Task directions:
Return every line from the listing where the word "None" occurs.

==============================

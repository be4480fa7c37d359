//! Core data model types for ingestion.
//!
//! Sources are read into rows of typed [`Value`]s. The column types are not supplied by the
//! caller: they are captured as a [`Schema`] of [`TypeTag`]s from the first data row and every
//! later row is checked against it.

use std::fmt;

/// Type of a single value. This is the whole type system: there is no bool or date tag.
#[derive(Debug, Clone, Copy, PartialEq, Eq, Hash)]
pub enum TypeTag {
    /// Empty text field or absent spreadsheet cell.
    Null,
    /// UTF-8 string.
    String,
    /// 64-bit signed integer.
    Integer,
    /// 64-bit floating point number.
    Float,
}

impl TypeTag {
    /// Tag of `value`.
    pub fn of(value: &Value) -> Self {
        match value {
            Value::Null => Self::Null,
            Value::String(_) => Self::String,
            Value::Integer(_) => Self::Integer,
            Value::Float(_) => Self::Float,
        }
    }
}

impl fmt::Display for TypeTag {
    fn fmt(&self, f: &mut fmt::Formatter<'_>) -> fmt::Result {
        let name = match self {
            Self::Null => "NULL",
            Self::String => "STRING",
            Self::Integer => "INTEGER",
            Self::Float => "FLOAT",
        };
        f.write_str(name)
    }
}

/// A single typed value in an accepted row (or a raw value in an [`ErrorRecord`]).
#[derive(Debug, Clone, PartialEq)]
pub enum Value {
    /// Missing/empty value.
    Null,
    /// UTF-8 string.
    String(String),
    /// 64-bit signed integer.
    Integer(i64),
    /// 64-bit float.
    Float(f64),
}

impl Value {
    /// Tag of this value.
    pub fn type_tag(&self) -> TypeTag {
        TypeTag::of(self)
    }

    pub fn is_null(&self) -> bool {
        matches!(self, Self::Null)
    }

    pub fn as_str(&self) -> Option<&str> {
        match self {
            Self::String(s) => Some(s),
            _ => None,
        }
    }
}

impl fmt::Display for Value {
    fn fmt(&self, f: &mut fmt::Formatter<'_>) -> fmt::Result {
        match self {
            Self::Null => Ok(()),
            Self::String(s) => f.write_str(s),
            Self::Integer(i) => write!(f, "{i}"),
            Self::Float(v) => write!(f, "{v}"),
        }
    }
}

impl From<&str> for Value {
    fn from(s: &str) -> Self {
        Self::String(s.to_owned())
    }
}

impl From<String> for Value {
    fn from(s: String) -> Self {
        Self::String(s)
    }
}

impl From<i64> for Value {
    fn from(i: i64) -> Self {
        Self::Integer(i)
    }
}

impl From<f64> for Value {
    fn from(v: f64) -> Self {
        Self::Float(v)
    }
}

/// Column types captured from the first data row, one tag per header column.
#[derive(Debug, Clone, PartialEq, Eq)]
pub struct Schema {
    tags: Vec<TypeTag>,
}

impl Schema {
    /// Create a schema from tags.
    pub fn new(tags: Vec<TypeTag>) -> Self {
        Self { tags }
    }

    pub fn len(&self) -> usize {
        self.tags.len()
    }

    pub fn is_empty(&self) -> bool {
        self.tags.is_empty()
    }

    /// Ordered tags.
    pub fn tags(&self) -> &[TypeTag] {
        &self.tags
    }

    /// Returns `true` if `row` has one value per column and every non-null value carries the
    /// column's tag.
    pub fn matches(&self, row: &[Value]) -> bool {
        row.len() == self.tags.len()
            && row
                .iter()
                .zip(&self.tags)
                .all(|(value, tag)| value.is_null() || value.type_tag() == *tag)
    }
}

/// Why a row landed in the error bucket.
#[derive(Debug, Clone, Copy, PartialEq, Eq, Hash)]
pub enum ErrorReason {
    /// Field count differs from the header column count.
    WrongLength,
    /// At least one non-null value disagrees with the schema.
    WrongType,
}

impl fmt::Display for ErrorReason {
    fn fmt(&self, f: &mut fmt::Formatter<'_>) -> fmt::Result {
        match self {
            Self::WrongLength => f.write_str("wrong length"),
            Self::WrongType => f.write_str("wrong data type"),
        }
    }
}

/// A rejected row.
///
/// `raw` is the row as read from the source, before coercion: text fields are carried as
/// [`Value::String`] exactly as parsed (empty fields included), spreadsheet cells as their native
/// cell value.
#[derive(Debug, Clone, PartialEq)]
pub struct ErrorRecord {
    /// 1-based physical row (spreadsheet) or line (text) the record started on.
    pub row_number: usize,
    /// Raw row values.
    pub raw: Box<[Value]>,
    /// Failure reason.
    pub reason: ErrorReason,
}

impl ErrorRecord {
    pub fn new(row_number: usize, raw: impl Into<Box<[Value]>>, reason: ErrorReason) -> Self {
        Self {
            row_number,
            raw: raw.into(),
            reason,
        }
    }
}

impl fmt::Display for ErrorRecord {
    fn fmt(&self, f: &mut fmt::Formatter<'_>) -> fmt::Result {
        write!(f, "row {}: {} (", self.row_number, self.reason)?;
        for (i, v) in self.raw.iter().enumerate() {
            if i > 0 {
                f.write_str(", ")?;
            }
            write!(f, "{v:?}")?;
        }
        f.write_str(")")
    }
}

==============================

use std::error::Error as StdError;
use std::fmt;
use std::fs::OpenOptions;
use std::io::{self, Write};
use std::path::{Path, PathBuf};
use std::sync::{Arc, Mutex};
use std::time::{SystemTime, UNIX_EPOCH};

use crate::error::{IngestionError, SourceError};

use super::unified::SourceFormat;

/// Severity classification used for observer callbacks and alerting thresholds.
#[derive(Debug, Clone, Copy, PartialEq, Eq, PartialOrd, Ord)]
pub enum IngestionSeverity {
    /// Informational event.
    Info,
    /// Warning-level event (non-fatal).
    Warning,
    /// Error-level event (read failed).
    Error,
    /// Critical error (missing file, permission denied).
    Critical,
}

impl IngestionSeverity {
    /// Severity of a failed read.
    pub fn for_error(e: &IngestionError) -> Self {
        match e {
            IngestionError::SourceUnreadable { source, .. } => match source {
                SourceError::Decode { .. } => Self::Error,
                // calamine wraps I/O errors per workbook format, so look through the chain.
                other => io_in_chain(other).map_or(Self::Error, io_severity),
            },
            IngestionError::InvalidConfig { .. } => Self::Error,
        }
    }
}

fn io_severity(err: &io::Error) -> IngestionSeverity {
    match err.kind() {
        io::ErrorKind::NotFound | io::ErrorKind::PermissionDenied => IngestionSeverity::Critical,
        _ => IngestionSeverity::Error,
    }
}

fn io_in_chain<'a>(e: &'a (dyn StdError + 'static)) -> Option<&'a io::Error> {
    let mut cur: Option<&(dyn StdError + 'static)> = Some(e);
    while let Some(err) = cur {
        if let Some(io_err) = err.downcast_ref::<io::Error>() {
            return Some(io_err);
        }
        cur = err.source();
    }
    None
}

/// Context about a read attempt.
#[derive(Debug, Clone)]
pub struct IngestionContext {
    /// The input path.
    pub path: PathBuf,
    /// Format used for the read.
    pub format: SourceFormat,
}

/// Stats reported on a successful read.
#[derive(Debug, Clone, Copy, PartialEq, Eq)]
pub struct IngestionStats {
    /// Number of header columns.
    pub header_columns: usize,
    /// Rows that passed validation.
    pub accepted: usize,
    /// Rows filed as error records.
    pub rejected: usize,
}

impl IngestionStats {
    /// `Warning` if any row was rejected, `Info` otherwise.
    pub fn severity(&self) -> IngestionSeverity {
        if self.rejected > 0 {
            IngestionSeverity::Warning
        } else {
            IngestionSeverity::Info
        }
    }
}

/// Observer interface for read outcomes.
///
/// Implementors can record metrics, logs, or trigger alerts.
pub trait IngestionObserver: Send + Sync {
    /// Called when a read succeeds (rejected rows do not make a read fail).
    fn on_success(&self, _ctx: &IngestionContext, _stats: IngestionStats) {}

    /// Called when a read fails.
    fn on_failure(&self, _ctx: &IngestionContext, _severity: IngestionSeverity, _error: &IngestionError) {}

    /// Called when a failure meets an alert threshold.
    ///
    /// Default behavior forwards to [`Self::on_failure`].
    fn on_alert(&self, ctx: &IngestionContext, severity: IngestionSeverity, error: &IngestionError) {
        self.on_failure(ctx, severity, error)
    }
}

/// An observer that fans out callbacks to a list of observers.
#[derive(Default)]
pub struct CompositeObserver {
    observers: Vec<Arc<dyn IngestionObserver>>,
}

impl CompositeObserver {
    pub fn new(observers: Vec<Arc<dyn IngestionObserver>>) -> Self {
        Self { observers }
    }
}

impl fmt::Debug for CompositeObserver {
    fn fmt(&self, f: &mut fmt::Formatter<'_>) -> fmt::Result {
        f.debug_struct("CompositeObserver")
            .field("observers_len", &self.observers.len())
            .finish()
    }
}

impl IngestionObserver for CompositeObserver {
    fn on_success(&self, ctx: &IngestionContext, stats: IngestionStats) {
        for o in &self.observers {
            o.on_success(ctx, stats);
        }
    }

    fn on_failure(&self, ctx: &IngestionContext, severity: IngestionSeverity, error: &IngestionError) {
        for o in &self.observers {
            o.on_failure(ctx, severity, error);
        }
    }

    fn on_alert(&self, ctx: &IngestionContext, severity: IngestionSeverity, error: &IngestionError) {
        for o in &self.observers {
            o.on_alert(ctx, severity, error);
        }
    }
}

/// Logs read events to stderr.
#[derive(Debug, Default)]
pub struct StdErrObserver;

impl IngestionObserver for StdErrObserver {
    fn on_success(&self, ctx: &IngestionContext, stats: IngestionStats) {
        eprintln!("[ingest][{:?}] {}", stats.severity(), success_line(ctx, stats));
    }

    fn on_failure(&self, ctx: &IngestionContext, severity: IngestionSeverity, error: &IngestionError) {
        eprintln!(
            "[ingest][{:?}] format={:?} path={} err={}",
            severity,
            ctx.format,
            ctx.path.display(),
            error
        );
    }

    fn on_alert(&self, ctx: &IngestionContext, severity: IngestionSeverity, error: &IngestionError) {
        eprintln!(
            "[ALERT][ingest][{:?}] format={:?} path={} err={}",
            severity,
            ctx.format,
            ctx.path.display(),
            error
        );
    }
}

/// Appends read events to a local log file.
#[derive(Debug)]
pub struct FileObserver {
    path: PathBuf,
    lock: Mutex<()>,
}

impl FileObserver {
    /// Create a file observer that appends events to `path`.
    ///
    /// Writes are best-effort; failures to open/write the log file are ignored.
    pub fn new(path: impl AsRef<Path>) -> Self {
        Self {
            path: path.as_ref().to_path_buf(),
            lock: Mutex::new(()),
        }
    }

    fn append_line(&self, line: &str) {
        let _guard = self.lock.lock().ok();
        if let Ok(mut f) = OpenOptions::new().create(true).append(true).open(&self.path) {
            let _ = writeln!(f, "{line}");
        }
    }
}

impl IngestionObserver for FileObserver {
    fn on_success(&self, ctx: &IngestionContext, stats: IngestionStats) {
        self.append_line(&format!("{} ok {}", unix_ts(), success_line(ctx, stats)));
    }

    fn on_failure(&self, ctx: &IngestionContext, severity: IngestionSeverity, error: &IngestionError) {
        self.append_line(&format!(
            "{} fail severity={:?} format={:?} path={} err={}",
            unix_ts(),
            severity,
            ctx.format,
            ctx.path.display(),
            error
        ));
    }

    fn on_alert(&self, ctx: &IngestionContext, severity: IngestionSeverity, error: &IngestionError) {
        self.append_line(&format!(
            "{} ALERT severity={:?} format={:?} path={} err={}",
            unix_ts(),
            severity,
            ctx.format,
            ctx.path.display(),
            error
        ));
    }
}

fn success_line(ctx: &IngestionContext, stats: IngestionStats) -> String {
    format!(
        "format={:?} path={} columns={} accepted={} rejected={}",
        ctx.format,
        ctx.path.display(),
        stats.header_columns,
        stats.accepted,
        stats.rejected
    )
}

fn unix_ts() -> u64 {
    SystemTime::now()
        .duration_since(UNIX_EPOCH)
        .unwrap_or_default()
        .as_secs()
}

==============================

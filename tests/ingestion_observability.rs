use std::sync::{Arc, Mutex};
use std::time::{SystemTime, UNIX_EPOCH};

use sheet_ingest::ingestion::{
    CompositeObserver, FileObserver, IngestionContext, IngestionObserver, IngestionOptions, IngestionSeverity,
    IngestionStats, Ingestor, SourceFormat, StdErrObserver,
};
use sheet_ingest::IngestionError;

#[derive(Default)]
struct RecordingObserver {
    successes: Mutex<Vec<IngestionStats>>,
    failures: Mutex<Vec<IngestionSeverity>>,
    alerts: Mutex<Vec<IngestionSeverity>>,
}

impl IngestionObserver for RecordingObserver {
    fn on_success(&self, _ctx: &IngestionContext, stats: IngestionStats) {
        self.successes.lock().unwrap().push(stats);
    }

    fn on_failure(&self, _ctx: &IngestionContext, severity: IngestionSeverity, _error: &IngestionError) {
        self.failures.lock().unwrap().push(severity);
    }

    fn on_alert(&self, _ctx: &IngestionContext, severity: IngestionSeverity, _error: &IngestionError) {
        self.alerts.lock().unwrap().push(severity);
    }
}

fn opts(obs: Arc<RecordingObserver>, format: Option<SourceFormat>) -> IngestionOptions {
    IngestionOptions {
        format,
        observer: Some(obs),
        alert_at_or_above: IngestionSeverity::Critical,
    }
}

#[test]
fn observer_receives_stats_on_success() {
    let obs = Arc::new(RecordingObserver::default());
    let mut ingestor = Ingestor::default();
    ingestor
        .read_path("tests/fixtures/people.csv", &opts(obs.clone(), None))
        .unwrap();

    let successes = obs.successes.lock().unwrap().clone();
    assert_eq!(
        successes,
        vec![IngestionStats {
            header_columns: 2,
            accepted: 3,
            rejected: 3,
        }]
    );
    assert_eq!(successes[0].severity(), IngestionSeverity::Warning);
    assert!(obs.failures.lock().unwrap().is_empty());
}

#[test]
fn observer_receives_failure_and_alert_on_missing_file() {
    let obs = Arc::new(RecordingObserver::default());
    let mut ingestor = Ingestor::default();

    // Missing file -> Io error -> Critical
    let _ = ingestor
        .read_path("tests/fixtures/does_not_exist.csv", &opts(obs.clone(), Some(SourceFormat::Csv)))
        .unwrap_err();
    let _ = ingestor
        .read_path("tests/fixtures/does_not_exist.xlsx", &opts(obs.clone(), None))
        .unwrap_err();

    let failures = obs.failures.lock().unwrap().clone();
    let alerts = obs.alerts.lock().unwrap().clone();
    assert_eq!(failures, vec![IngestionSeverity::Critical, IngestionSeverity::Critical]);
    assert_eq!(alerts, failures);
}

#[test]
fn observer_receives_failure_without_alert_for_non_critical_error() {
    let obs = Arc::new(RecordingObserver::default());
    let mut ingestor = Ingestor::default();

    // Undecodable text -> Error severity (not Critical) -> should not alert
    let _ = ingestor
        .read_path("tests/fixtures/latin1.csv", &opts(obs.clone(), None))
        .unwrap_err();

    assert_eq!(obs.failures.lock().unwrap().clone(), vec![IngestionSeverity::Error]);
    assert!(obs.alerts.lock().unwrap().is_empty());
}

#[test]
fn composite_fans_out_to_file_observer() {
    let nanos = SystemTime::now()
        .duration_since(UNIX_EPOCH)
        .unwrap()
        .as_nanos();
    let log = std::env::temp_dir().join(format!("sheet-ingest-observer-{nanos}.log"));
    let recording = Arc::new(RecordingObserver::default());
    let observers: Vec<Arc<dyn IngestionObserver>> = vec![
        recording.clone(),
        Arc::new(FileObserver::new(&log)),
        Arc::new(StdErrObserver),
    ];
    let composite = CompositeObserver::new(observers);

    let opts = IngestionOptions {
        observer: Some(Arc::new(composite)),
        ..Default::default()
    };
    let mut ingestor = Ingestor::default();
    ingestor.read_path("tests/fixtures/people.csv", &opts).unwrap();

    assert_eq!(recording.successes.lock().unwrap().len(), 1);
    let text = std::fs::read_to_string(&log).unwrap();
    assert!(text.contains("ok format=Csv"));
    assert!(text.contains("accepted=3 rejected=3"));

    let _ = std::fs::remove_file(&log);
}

==============================

Answer to the exercise:
            _ => None,
    None
        .read_path("tests/fixtures/people.csv", &opts(obs.clone(), None))
        .read_path("tests/fixtures/does_not_exist.xlsx", &opts(obs.clone(), None))
        .read_path("tests/fixtures/latin1.csv", &opts(obs.clone(), None))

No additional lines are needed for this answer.